Each line of the data below containing "since" needs to be listed.

== Segment start ==

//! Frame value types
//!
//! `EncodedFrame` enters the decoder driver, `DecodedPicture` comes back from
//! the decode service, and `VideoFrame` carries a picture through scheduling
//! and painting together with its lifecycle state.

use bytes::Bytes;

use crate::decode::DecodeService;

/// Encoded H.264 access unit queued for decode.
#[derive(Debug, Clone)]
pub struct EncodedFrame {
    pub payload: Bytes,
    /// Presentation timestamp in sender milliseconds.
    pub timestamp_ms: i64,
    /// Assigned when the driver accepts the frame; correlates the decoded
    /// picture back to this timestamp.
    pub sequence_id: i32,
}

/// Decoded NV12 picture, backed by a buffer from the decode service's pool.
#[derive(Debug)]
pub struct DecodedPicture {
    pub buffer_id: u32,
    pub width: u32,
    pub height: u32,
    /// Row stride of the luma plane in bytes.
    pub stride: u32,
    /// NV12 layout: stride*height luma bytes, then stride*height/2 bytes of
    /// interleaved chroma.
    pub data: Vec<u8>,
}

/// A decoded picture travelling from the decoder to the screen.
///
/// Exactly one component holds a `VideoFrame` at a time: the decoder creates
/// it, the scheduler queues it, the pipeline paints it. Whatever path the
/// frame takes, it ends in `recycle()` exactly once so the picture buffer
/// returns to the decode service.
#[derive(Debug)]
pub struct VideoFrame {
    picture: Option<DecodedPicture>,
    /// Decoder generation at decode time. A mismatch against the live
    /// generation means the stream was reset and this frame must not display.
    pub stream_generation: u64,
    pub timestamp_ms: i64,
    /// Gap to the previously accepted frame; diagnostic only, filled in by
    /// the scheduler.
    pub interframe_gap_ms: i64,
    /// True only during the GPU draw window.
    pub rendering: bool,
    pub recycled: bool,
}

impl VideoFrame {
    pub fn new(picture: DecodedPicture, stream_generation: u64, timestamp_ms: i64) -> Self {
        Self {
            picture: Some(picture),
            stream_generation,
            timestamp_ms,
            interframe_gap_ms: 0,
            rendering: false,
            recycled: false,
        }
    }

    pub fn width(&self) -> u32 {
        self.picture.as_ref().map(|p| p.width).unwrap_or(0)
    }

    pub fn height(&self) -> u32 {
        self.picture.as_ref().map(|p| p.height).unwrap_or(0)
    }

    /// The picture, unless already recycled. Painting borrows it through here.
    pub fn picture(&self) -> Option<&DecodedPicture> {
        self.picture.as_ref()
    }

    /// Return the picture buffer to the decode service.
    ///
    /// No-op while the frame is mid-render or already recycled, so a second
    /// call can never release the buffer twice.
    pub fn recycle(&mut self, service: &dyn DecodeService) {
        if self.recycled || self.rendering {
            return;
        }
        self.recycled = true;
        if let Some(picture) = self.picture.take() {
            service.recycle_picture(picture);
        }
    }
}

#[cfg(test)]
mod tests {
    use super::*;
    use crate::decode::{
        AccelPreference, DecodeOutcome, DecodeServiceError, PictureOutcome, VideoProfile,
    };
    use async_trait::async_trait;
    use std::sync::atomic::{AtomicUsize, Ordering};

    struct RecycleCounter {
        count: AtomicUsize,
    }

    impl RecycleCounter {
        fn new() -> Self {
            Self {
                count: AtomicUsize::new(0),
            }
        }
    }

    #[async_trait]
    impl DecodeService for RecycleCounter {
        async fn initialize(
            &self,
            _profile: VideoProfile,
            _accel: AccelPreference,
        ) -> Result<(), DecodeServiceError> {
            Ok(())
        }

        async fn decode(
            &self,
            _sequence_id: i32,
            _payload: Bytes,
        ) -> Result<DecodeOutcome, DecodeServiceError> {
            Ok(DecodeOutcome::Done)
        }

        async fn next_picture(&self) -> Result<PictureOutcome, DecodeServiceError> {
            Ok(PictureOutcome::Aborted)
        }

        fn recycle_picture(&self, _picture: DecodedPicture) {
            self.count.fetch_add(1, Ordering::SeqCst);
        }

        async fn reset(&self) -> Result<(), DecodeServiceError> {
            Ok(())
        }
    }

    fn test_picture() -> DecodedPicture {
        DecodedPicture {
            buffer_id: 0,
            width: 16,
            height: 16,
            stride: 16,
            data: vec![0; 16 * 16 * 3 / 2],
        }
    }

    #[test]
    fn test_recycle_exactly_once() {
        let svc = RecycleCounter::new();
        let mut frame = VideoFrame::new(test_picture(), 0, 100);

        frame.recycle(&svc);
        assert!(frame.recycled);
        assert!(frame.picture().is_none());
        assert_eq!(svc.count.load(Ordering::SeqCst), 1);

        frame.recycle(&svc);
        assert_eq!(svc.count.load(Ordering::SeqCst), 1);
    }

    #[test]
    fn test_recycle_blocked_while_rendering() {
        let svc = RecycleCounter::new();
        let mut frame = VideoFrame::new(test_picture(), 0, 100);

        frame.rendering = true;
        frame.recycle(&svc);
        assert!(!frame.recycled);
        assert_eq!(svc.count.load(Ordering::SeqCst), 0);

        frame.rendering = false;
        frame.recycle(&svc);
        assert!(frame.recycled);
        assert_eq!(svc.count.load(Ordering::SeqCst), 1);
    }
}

== Segment end ==
== Segment start ==

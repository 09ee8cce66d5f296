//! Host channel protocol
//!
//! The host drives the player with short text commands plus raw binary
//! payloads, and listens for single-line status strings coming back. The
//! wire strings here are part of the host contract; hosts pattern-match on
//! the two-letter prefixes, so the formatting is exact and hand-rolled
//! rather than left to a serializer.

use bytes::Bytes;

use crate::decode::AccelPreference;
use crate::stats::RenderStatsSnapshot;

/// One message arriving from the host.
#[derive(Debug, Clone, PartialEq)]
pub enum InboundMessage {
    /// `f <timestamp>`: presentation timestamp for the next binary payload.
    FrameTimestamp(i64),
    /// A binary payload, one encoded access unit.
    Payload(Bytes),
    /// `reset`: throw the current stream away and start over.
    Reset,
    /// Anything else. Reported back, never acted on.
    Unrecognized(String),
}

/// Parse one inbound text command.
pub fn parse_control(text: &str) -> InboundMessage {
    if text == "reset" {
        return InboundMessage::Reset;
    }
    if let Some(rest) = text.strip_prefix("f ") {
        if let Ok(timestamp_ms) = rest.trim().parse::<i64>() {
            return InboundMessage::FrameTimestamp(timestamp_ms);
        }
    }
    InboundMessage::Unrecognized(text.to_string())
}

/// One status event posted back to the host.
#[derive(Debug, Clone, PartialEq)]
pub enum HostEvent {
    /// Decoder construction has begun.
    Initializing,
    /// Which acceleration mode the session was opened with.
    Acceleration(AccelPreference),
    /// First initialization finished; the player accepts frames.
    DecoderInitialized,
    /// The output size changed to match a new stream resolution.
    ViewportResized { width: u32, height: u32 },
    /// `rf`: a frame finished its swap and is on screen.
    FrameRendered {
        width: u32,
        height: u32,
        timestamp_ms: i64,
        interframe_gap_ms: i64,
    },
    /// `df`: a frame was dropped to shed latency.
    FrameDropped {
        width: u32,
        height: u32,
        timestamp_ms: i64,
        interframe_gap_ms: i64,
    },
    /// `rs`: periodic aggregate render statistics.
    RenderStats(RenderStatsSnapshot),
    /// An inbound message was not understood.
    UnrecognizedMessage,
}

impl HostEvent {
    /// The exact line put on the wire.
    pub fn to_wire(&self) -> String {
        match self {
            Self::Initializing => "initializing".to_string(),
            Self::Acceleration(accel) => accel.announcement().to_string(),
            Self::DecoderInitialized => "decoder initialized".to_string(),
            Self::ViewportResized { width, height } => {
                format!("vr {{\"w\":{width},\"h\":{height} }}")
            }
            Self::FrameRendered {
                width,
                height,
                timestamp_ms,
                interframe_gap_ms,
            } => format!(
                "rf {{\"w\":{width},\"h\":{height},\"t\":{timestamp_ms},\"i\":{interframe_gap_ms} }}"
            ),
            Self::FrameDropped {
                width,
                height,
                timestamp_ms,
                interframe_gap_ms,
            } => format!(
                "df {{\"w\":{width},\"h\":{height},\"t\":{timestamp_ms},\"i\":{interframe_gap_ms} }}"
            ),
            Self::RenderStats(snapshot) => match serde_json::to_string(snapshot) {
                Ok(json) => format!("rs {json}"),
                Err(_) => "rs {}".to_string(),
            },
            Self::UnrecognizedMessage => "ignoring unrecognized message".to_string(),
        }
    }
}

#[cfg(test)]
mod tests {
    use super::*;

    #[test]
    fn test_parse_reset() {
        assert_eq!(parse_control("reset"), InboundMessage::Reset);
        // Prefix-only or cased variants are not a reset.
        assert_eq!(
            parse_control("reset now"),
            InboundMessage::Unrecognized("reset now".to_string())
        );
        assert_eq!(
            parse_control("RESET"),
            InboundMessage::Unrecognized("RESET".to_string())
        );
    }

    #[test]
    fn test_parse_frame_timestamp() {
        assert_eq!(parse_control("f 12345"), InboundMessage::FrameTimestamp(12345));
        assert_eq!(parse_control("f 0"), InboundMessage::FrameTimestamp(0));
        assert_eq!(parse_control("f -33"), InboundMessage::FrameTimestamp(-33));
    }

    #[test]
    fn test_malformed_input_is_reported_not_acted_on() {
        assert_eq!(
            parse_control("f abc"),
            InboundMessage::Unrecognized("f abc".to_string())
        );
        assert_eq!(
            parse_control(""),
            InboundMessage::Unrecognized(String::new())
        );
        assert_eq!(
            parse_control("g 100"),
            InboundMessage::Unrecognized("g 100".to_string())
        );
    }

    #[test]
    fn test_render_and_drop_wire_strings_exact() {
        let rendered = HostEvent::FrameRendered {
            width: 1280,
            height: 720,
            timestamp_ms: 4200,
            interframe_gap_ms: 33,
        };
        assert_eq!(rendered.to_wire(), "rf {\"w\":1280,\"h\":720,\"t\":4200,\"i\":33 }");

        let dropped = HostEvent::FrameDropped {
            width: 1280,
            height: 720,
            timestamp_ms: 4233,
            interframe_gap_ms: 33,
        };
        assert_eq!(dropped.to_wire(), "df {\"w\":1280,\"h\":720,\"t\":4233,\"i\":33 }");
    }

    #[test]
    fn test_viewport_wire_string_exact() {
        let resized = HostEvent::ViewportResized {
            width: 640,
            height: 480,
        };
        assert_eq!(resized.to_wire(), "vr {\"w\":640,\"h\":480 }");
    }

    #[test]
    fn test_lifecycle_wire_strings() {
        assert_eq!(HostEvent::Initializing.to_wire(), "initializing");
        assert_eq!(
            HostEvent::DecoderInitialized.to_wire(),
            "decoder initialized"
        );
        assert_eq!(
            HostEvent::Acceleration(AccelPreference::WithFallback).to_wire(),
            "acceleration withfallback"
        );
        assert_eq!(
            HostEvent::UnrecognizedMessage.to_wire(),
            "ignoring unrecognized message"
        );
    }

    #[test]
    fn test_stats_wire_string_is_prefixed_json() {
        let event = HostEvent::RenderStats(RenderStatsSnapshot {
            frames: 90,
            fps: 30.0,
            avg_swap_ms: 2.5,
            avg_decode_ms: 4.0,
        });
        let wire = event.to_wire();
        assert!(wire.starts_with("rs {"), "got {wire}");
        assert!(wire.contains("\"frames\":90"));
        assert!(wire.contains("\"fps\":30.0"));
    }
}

== Segment end ==
== Segment start ==

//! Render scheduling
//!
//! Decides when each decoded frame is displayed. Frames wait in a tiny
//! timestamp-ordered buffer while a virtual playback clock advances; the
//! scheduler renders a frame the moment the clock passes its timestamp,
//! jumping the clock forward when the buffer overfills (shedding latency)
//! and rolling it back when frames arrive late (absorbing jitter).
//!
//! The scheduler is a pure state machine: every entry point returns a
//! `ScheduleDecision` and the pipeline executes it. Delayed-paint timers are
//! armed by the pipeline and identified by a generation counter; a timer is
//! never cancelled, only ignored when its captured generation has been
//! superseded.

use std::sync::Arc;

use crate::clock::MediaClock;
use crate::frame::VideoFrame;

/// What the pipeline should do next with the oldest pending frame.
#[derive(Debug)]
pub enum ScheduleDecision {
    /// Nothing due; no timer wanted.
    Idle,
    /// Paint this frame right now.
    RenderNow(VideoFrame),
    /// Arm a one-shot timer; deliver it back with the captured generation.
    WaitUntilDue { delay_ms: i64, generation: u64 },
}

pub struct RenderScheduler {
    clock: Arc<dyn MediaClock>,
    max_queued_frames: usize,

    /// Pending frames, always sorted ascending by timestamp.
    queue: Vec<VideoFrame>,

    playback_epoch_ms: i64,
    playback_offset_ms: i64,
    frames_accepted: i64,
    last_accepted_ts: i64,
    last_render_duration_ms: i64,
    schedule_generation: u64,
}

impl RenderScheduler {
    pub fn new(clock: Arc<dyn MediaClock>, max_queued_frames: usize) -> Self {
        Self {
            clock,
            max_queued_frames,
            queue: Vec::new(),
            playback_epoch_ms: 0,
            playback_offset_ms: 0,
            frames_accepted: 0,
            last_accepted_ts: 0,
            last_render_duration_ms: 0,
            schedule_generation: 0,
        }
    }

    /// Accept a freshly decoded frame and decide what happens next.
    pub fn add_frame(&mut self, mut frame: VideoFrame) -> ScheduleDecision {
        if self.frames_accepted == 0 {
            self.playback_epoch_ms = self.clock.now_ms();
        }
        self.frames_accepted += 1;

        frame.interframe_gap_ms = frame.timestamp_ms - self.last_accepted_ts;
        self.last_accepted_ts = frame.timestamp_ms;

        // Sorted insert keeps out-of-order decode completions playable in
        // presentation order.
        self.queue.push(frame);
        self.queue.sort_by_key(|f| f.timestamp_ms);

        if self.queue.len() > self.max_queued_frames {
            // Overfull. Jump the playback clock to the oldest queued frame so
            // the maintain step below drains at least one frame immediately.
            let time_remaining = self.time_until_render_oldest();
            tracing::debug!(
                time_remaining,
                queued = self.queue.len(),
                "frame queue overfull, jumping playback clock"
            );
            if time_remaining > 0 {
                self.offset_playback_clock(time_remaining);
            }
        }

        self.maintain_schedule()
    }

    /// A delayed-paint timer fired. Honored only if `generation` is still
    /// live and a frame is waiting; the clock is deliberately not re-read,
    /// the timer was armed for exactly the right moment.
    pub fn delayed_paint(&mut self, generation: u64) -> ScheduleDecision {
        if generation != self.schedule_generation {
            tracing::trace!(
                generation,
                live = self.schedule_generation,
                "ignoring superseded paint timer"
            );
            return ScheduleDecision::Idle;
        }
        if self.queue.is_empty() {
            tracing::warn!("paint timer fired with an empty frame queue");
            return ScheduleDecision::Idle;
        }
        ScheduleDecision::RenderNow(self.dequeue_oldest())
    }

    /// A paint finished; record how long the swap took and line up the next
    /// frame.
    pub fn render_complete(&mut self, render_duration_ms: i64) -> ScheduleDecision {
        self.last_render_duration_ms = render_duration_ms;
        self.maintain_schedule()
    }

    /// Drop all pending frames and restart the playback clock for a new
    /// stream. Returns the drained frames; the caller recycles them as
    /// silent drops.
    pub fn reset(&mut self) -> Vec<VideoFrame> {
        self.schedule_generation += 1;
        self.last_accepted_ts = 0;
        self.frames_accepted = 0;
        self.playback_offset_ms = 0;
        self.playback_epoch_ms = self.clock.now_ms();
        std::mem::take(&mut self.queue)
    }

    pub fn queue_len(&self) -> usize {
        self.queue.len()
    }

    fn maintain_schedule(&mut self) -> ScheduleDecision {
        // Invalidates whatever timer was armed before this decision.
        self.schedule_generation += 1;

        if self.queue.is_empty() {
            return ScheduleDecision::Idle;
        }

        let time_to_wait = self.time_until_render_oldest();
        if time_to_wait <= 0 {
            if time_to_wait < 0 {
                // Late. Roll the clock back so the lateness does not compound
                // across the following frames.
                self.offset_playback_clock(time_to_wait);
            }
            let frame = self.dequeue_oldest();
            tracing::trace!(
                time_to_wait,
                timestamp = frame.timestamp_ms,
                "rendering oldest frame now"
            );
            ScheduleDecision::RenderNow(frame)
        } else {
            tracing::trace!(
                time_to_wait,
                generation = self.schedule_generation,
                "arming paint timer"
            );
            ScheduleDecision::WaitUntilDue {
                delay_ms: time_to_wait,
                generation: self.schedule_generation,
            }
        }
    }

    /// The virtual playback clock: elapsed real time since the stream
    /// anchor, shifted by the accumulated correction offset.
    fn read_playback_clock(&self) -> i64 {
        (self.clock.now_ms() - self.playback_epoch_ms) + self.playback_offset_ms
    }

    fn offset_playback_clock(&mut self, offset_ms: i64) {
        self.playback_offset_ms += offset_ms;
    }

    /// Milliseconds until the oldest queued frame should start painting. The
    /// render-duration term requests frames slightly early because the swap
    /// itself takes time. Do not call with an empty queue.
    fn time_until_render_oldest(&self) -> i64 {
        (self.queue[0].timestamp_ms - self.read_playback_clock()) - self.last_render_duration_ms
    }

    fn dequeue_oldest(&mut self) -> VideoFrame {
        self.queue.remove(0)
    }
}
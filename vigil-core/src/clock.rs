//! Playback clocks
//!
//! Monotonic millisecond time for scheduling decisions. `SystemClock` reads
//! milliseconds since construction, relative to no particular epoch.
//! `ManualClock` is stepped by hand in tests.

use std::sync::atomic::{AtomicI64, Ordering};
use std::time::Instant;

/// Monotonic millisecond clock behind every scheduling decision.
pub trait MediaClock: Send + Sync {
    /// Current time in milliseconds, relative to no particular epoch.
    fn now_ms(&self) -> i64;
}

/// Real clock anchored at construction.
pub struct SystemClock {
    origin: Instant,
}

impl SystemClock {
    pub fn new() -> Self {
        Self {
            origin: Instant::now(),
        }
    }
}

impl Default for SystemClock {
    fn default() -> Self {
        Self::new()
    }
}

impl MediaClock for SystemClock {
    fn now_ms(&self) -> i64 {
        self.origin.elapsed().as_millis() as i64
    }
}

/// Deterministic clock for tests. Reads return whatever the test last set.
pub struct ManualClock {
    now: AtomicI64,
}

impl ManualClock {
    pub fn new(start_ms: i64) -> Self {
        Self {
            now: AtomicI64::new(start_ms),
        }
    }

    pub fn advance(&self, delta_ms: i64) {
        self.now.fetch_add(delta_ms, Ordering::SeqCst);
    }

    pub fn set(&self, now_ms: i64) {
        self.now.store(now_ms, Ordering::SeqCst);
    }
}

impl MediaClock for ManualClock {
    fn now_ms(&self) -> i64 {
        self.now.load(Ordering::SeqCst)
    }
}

== Segment end ==

## Answer for the task
    /// The virtual playback clock: elapsed real time since the stream
//! milliseconds since construction, relative to no particular epoch.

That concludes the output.